The first nimravid specimen was described in 1851 and by 1992 all currently recognized North American nimravid taxa were named. However, throughout the course of this group’s taxonomic history there has been little semblance of stability insofar as specific or generic diagnoses. Much of the specific confusion for this group arose from the non-explicit species concepts and diagnosing criteria utilized by authors. However, it can be gleaned that in the taxonomic history of North American nimravids, species diagnoses were often based on minor metrical differences between specimens, even though this would be expected to vary somewhat in all species. For example, Hoplophoneus robustus “…was proposed as representative of [a second, at the time]… larger skull, which was referred by Leidy to H. primaevus. As compared with that species, it shows an increase in size and the skeleton is more massive” (Adams, 1896b, p. 428) Pogonodon cismontanus was diagnosed on the criteria of “The size is close to that of the type genus, P. platycopis Cope, although in nearly every dimension this specimen is slightly smaller” (Thorpe, 1920, p. 223). Additionally, Hoplophoneus belli was named for defining characters such as “Size approximating that of Hoplophoneus cerebralis Cope from the John Day, but smaller.
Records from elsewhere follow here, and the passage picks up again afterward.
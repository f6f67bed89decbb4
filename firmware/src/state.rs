//! グローバル共有状態管理
//!
//! コンバータ本体は制御割り込みとハウスキーピングタスクの両方から
//! 触るため、クリティカルセクションで保護します。タスク間だけで共有する
//! 値はembassyのMutexで保護します。

use core::cell::RefCell;
use core::sync::atomic::AtomicU16;

use cortex_m::interrupt::Mutex as IrqMutex;
use embassy_sync::blocking_mutex::raw::ThreadModeRawMutex;
use embassy_sync::mutex::Mutex;
use llc_control::{Calibration, LlcConverter, LlcStatus};

use crate::power_stage::LlcPowerStage;

/// コンバータとその出力先
pub struct Plant {
    pub converter: LlcConverter,
    pub stage: LlcPowerStage,
}

/// 制御割り込みとハウスキーピングで共有するコンバータ本体
pub static PLANT: IrqMutex<RefCell<Option<Plant>>> = IrqMutex::new(RefCell::new(None));

/// 最新のコンバータステータス（ハウスキーピングが更新）
pub static LLC_STATUS: Mutex<ThreadModeRawMutex, Option<LlcStatus>> = Mutex::new(None);

/// キャリブレーション値（未設定時はユニティ）
pub static CALIBRATION: Mutex<ThreadModeRawMutex, Option<Calibration>> = Mutex::new(None);

/// ラッチされたCT過電流の解除要求
pub static CT_FAULT_CLEAR_REQUEST: Mutex<ThreadModeRawMutex, bool> = Mutex::new(false);

/// 入力ライン周波数 [100mHz]（ゼロクロス計測タスクが更新）
pub static LINE_FREQUENCY: AtomicU16 = AtomicU16::new(0);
Superior canine distinctly more slender than H. cerebralis or in H. oreodontis” (Stock, 1933, p. 37).

From this air of general confusion several major taxonomic revisions were undertaken in the middle part of the 20th century (Hough, 1949; Morea, 1975; Simpson, 1941; Toohey, 1959). Most of this work focused on the Hoplophoneus and Eusmilus genera which have historically been difficult to distinguish, and contained what was perceived as a superfluous number of species (Jepsen, 1933; Scott & Jepsen, 1936; Sinclair, 1924). Both Simpson (1941) and Hough (1949) were primarily concerned with specimens originating from the Brule Formation of South Dakota, and adjoining states. This limited geographic and temporal sample was hoped to remove misleading morphological signals of regional variation and evolutionary trends. Likewise, Toohey (1959) reviewed the then eight Nimravus species present in the literature to find clear diagnosable criteria, though expanded his sample to include all North American specimens due to the rarity of this taxon. Finally, Morea (1975) assessed the generic assignment and taxonomic validity of Eusmilus in relation to Hoplophoneus species utilizing all described North American material.
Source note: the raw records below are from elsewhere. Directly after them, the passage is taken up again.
#![no_std]
#![no_main]

mod fmt;

mod calibration_store;
mod control_tim;
mod hardware;
mod power_stage;
mod sense;
mod state;
mod tasks;

#[cfg(not(feature = "defmt"))]
use panic_halt as _;
#[cfg(feature = "defmt")]
use {defmt_rtt as _, panic_probe as _};

use core::sync::atomic::Ordering;

use embassy_executor::Spawner;
use embassy_stm32::{
    crc::{Config as CrcConfig, Crc},
    exti::ExtiInput,
    gpio::{Input, Level, Output, Pull, Speed},
};
use embassy_time::{Duration, Timer};
use llc_control::{LlcConfig, LlcConverter};

use power_stage::LlcPowerStage;
use state::{Plant, CALIBRATION, CT_FAULT_CLEAR_REQUEST, PLANT};
use tasks::{housekeeping_task, led_task, line_sync_task};

#[embassy_executor::main]
async fn main(spawner: Spawner) {
    // ハードウェア初期化
    let config = hardware::create_clock_config();
    let p = embassy_stm32::init(config);

    info!("═══════════════════════════════════════════════");
    info!("  LLC DC-DC secondary control • STM32G431VB @ 170MHz");
    info!("═══════════════════════════════════════════════");

    // コンバータ設定（既定値は量産キャリブレーション）
    let llc_config = LlcConfig::default();
    let converter = match LlcConverter::new(&llc_config) {
        Ok(converter) => converter,
        Err(e) => {
            error!("Invalid converter configuration: {}", e);
            loop {
                Timer::after(Duration::from_secs(1)).await;
            }
        }
    };
    info!(
        "Converter ready: light load={}, share={}, latch={}",
        llc_config.features.light_load,
        llc_config.features.current_share,
        llc_config.features.ocp_latch
    );

    // キャリブレーション読み込み（CRC-32、poly=0x04C11DB7）
    let crc_config = CrcConfig::new(
        embassy_stm32::crc::InputReverseConfig::None,
        false, // reverse_out
        embassy_stm32::crc::PolySize::Width32,
        0xFFFFFFFF, // crc_init_value
        0x04C11DB7, // crc_poly (CRC-32)
    )
    .unwrap();
    let mut crc = Crc::new(p.CRC, crc_config);
    *CALIBRATION.lock().await = Some(calibration_store::load_or_default(&mut crc));

    // ステータスLED
    let led = Output::new(p.PC13, Level::High, Speed::Low);
    spawner.spawn(led_task(led)).unwrap();

    // PWM初期化（TIM1、一次側 + SR）
    let pwm = hardware::init_bridge_pwm(p.TIM1, p.PE9, p.PE8, p.PE11, p.PE10);
    let stage = LlcPowerStage::new(pwm);

    // ADCインジェクテッド変換と電流シェアバスDAC
    unsafe {
        sense::init_injected_adc();
        LlcPowerStage::init_share_dac();
    }

    cortex_m::interrupt::free(|cs| {
        PLANT
            .borrow(cs)
            .replace(Some(Plant { converter, stage }));
    });

    // 一次側からの信号
    let high_line = Input::new(p.PC0, Pull::Down);
    let standby = Input::new(p.PC2, Pull::Down);
    spawner
        .spawn(housekeeping_task(high_line, standby))
        .unwrap();

    let zero_cross = ExtiInput::new(p.PA0, p.EXTI0, Pull::None);
    spawner.spawn(line_sync_task(zero_cross)).unwrap();

    // 高速制御ループ開始（TIM6割り込み）
    unsafe {
        control_tim::init_control_timer();
    }
    info!("Control loop started");

    // メインループ: 故障リセットボタンの監視と制御周期の確認
    let fault_reset = Input::new(p.PC3, Pull::Up);
    let mut ticks = 0u32;
    loop {
        Timer::after(Duration::from_millis(100)).await;

        if fault_reset.is_low() {
            *CT_FAULT_CLEAR_REQUEST.lock().await = true;
        }

        ticks += 1;
        if ticks == 10 {
            ticks = 0;
            let cycles = control_tim::CYCLE_COUNTER.swap(0, Ordering::Relaxed);
            debug!("Control cycles per second: {}", cycles);
        }
    }
}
All of these prior taxonomic revisions implicitly utilized a variant of a morphological species concept, whereby species were recognized under morphological clusters of size and shape similarity. More specifically, their operating hypotheses were: uniform possession of certain morphologic features equated to a valid species, variance within this species was otherwise dimensional (metrical) and interpreted as tokogenetic, e.g., sexual dimorphism. To test these hypotheses, comparisons to extant felid taxa were made, typically at the subspecies level to mitigate regional variation. If ranges in size and shape were comparable between the extant taxa and nimravid specimens, then the hypothesis was upheld.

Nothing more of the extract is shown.